Anyone who has noticed my latest Nature column will be aware that I have had to forgo the AGU Fall Meeting in San Francisco for yet another year. I suppose I can feel virtuous about not ramping up my already large carbon footprint for this year any further, but somehow I can’t help but feel a little depressed to be missing out – especially since it seems that a large proportion of the geoblogosphere will be descending on San Francisco for a little party. Just think of the Scibling shindig and add extra alcohol (if there’s any way that that is achievable, be assured that it’s geologists who will find it). This is one reason why posting has been a bit light this week – I’ve been sulking.

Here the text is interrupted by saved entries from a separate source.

#[async_trait]
impl LearningRepository for InMemoryStore {
    async fn content_level(
        &self,
        kind: ContentKind,
        identifier: &str,
    ) -> PortResult<Option<ContentLevel>> {
        let state = self.state.read().map_err(poisoned)?;
        let level = match kind {
            ContentKind::Video => state
                .videos
                .iter()
                .find(|v| v.slug == identifier || v.id.to_string() == identifier)
                .map(|v| v.level),
            ContentKind::Track => state
                .tracks
                .iter()
                .find(|t| t.slug == identifier || t.id.to_string() == identifier)
                .map(|t| t.level),
        };
        Ok(level)
    }

    async fn find_video(&self, slug: &str) -> PortResult<Option<Video>> {
        let state = self.state.read().map_err(poisoned)?;
        Ok(state.videos.iter().find(|v| v.slug == slug).cloned())
    }

    async fn video_progress(
        &self,
        user_id: Uuid,
        video_id: Uuid,
    ) -> PortResult<Option<VideoProgress>> {
        let state = self.state.read().map_err(poisoned)?;
        Ok(state.video_progress.get(&(user_id, video_id)).cloned())
    }

    async fn save_video_progress(
        &self,
        user_id: Uuid,
        video_id: Uuid,
        position_seconds: i32,
        completed: bool,
    ) -> PortResult<VideoProgress> {
        let mut state = self.state.write().map_err(poisoned)?;
        let progress = VideoProgress {
            video_id,
            position_seconds,
            completed,
            updated_at: Utc::now(),
        };
        state
            .video_progress
            .insert((user_id, video_id), progress.clone());
        Ok(progress)
    }

    async fn tracks_in_progress(&self, user_id: Uuid) -> PortResult<Vec<TrackProgress>> {
        let state = self.state.read().map_err(poisoned)?;
        Ok(state
            .tracks
            .iter()
            .filter_map(|t| {
                let enrollment = state.enrollments.get(&(user_id, t.id))?;
                (enrollment.status == TrackStatus::InProgress).then(|| TrackProgress {
                    track_id: t.id,
                    title: t.title.clone(),
                    percent: enrollment.percent,
                })
            })
            .collect())
    }

    async fn recent_videos(&self, user_id: Uuid, limit: u32) -> PortResult<Vec<RecentVideo>> {
        let state = self.state.read().map_err(poisoned)?;
        let mut touched: Vec<(&VideoProgress, &Video)> = state
            .video_progress
            .iter()
            .filter(|((owner, _), _)| *owner == user_id)
            .filter_map(|((_, video_id), progress)| {
                state
                    .videos
                    .iter()
                    .find(|v| v.id == *video_id)
                    .map(|v| (progress, v))
            })
            .collect();
        touched.sort_by(|a, b| b.0.updated_at.cmp(&a.0.updated_at));
        Ok(touched
            .into_iter()
            .take(limit as usize)
            .map(|(progress, video)| RecentVideo {
                title: video.title.clone(),
                theme: video.theme.clone(),
                completed: progress.completed,
            })
            .collect())
    }

    async fn list_tracks(&self, levels: &[ContentLevel]) -> PortResult<Vec<Track>> {
        let state = self.state.read().map_err(poisoned)?;
        let mut tracks: Vec<Track> = state
            .tracks
            .iter()
            .filter(|t| levels.contains(&t.level))
            .cloned()
            .collect();
        tracks.sort_by_key(|t| t.position);
        Ok(tracks)
    }

    async fn find_track(&self, identifier: &str) -> PortResult<Option<Track>> {
        let state = self.state.read().map_err(poisoned)?;
        Ok(state
            .tracks
            .iter()
            .find(|t| t.slug == identifier || t.id.to_string() == identifier)
            .cloned())
    }

    async fn track_steps(&self, track_id: Uuid) -> PortResult<Vec<TrackStep>> {
        let state = self.state.read().map_err(poisoned)?;
        let mut steps: Vec<TrackStep> = state
            .steps
            .iter()
            .filter(|s| s.track_id == track_id)
            .cloned()
            .collect();
        steps.sort_by_key(|s| s.position);
        Ok(steps)
    }

    async fn find_step(&self, step_id: Uuid) -> PortResult<Option<TrackStep>> {
        let state = self.state.read().map_err(poisoned)?;
        Ok(state.steps.iter().find(|s| s.id == step_id).cloned())
    }

    async fn enrollments(&self, user_id: Uuid) -> PortResult<Vec<TrackEnrollment>> {
        let state = self.state.read().map_err(poisoned)?;
        Ok(state
            .enrollments
            .iter()
            .filter(|((owner, _), _)| *owner == user_id)
            .map(|(_, enrollment)| enrollment.clone())
            .collect())
    }

    async fn save_enrollment(
        &self,
        user_id: Uuid,
        enrollment: &TrackEnrollment,
    ) -> PortResult<TrackEnrollment> {
        let mut state = self.state.write().map_err(poisoned)?;
        state
            .enrollments
            .insert((user_id, enrollment.track_id), enrollment.clone());
        Ok(enrollment.clone())
    }

    async fn save_step_completion(
        &self,
        user_id: Uuid,
        step_id: Uuid,
        feedback: &StepFeedback,
    ) -> PortResult<StepCompletion> {
        let mut state = self.state.write().map_err(poisoned)?;
        let completed_at = state
            .completions
            .get(&(user_id, step_id))
            .map_or_else(Utc::now, |(previous, _)| previous.completed_at);
        let completion = StepCompletion {
            step_id,
            completed_at,
        };
        state
            .completions
            .insert((user_id, step_id), (completion.clone(), feedback.clone()));
        Ok(completion)
    }

    async fn step_completions(
        &self,
        user_id: Uuid,
        track_id: Uuid,
    ) -> PortResult<Vec<StepCompletion>> {
        let state = self.state.read().map_err(poisoned)?;
        Ok(state
            .steps
            .iter()
            .filter(|s| s.track_id == track_id)
            .filter_map(|s| state.completions.get(&(user_id, s.id)))
            .map(|(completion, _)| completion.clone())
            .collect())
    }
}

#[async_trait]
impl InboxRepository for InMemoryStore {
    async fn insert_booking(&self, user_id: Uuid, booking: &NewBooking) -> PortResult<Booking> {
        self.check(Failure::BookingWrite)?;
        let mut state = self.state.write().map_err(poisoned)?;
        let stored = Booking {
            id: Uuid::new_v4(),
            user_id,
            starts_at: booking.starts_at,
            ends_at: booking.ends_at,
            notes: booking.notes.clone(),
            status: BookingStatus::Booked,
            created_at: Utc::now(),
            canceled_at: None,
        };
        state.bookings.push(stored.clone());
        Ok(stored)
    }

    async fn list_bookings(&self, user_id: Uuid) -> PortResult<Vec<Booking>> {
        let state = self.state.read().map_err(poisoned)?;
        let mut bookings: Vec<Booking> = state
            .bookings
            .iter()
            .filter(|b| b.user_id == user_id)
            .cloned()
            .collect();
        bookings.sort_by_key(|b| b.starts_at);
        Ok(bookings)
    }

    async fn cancel_booking(
        &self,
        user_id: Uuid,
        booking_id: Uuid,
    ) -> PortResult<Option<Booking>> {
        self.check(Failure::BookingWrite)?;
        let mut state = self.state.write().map_err(poisoned)?;
        Ok(state
            .bookings
            .iter_mut()
            .find(|b| b.id == booking_id && b.user_id == user_id)
            .map(|b| {
                b.status = BookingStatus::Canceled;
                b.canceled_at = Some(Utc::now());
                b.clone()
            }))
    }

    async fn insert_message(
        &self,
        user_id: Uuid,
        text: &str,
        file_url: Option<&str>,
    ) -> PortResult<ExpertMessage> {
        self.check(Failure::MessageWrite)?;
        let mut state = self.state.write().map_err(poisoned)?;
        let message = ExpertMessage {
            id: Uuid::new_v4(),
            user_id,
            text: text.to_string(),
            file_url: file_url.map(str::to_string),
            status: "pending".to_string(),
            created_at: Utc::now(),
        };
        state.messages.push(message.clone());
        Ok(message)
    }

    async fn list_messages(&self, user_id: Uuid) -> PortResult<Vec<ExpertMessage>> {
        let state = self.state.read().map_err(poisoned)?;
        Ok(state
            .messages
            .iter()
            .rev()
            .filter(|m| m.user_id == user_id)
            .cloned()
            .collect())
    }
}

//=========================================================================================
// Retrieval Port
//=========================================================================================

#[async_trait]
impl VectorStore for InMemoryStore {
    async fn search(&self, query: &SimilarityQuery<'_>) -> PortResult<Vec<ScoredRecord>> {
        self.check(Failure::VectorSearch)?;
        let state = self.state.read().map_err(poisoned)?;
        Ok(self.similar(&state, query))
    }

    async fn search_combined(&self, query: &CombinedQuery<'_>) -> PortResult<Vec<ScoredRecord>> {
        self.check(Failure::CombinedSearch)?;
        let state = self.state.read().map_err(poisoned)?;
        let mut records: Vec<ScoredRecord> = query
            .kinds
            .iter()
            .flat_map(|kind| {
                self.similar(
                    &state,
                    &SimilarityQuery {
                        collection: kind.collection,
                        vector: query.vector,
                        user_id: query.user_id,
                        scope: query.scope,
                        k: kind.k,
                        min_similarity: kind.min_similarity,
                        candidate_pool: None,
                    },
                )
            })
            .collect();
        records.sort_by(|a, b| b.similarity.total_cmp(&a.similarity));
        if let Some(limit) = query.total_limit {
            records.truncate(limit as usize);
        }
        Ok(records)
    }
}

//=========================================================================================
// Model Ports
//=========================================================================================

/// A deterministic bag-of-words embedder: each lowercase token is hashed into
/// one of `dimensions` buckets. Texts sharing words are similar.
pub struct KeywordEmbedder {
    dimensions: usize,
    output_dimensions: AtomicUsize,
    failing: AtomicBool,
    calls: AtomicUsize,
}

impl KeywordEmbedder {
    pub fn new(dimensions: usize) -> Self {
        Self {
            dimensions,
            output_dimensions: AtomicUsize::new(dimensions),
            failing: AtomicBool::new(false),
            calls: AtomicUsize::new(0),
        }
    }

    pub fn set_failing(&self, failing: bool) {
        self.failing.store(failing, Ordering::SeqCst);
    }

    /// Makes the embedder return vectors of the given length from now on.
    pub fn set_output_dimensions(&self, dimensions: usize) {
        self.output_dimensions.store(dimensions, Ordering::SeqCst);
    }

    pub fn calls(&self) -> usize {
        self.calls.load(Ordering::SeqCst)
    }

    /// The vector this embedder produces for `text`, at its configured length.
    pub fn vector_for(&self, text: &str) -> Vec<f32> {
        bag_of_words(text, self.dimensions)
    }
}

fn bag_of_words(text: &str, dimensions: usize) -> Vec<f32> {
    let mut vector = vec![0.0; dimensions];
    if dimensions == 0 {
        return vector;
    }
    for token in text
        .to_lowercase()
        .split(|c: char| !c.is_alphanumeric())
        .filter(|t| !t.is_empty())
    {
        let mut hasher = DefaultHasher::new();
        token.hash(&mut hasher);
        vector[(hasher.finish() % dimensions as u64) as usize] += 1.0;
    }
    vector
}

#[async_trait]
impl EmbeddingService for KeywordEmbedder {
    async fn embed(&self, text: &str) -> PortResult<Vec<f32>> {
        self.calls.fetch_add(1, Ordering::SeqCst);
        if self.failing.load(Ordering::SeqCst) {
            return Err(PortError::Unexpected("embedding service unreachable".to_string()));
        }
        Ok(bag_of_words(text, self.output_dimensions.load(Ordering::SeqCst)))
    }
}

/// A generator that replays fixed texts and records every prompt it receives.
pub struct ScriptedGenerator {
    answer: Mutex<String>,
    followups: Mutex<String>,
    delay: Option<Duration>,
    failing: AtomicBool,
    prompts: Mutex<Vec<(GenerationKind, String)>>,
}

Anyway, a little piece of me is managing to attend, in the form of a poster about my PhD research, which will is part of the “Paleomagnetism in Orogenic Settings” session next Thursday afternoon. This isn’t something that I’ve actually blogged about too much yet (although that will change when my big New Zealand tectonics paper finally gets published, hopefully not long into the new year), so any attending readers who are curious about what I was up to before I came to South Africa, here’s your chance. Plus, an invasion of Highly Allochthonous groupies would really freak out my old supervisor, who has kindly volunteered to represent me at the poster session.
Here’s the abstract:
Thursday December 13th, 1340h
GP43C-1497: Rapid, large-scale Neogene rotations and remagnetizations recorded by sediments on the Hikurangi Margin, New Zealand
New paleomagnetic results from the Hikurangi margin, New Zealand, demonstrate that late diagenetic growth of the iron sulfide greigite has occurred at up to 65% of sampling localities. When these remagnetizations are accounted for, coherent vertical axis rotation of the entire Hikurangi margin over the last 7-10 Ma can be inferred south of the Raukumara Peninsula, at a much faster rate (8-14 degrees/Myr) than the presently observed rate of 3- 4 degrees/Myr, which is only likely to characterize the tectonic regime established since 1-2 Ma. These new results are consistent with both long- and short-term deformation on the Hikurangi margin being driven by realignment of the subducting Pacific plate, with collision of the Hikurangi Plateau in the Late Miocene potentially being key to both the initiation of tectonic rotations and the widespread remagnetization of Neogene sediments. Boundaries between the rotating and non-rotating ends of the Hikurangi margin can be linked to long-term discontinuities in intra-plate coupling resulting from structural changes along the plate boundary zone. However, accommodating faster, more coherent rotation of the Hikurangi margin in Neogene reconstructions of the New Zealand plate boundary region, particularly in the Late Miocene, remains a challenge.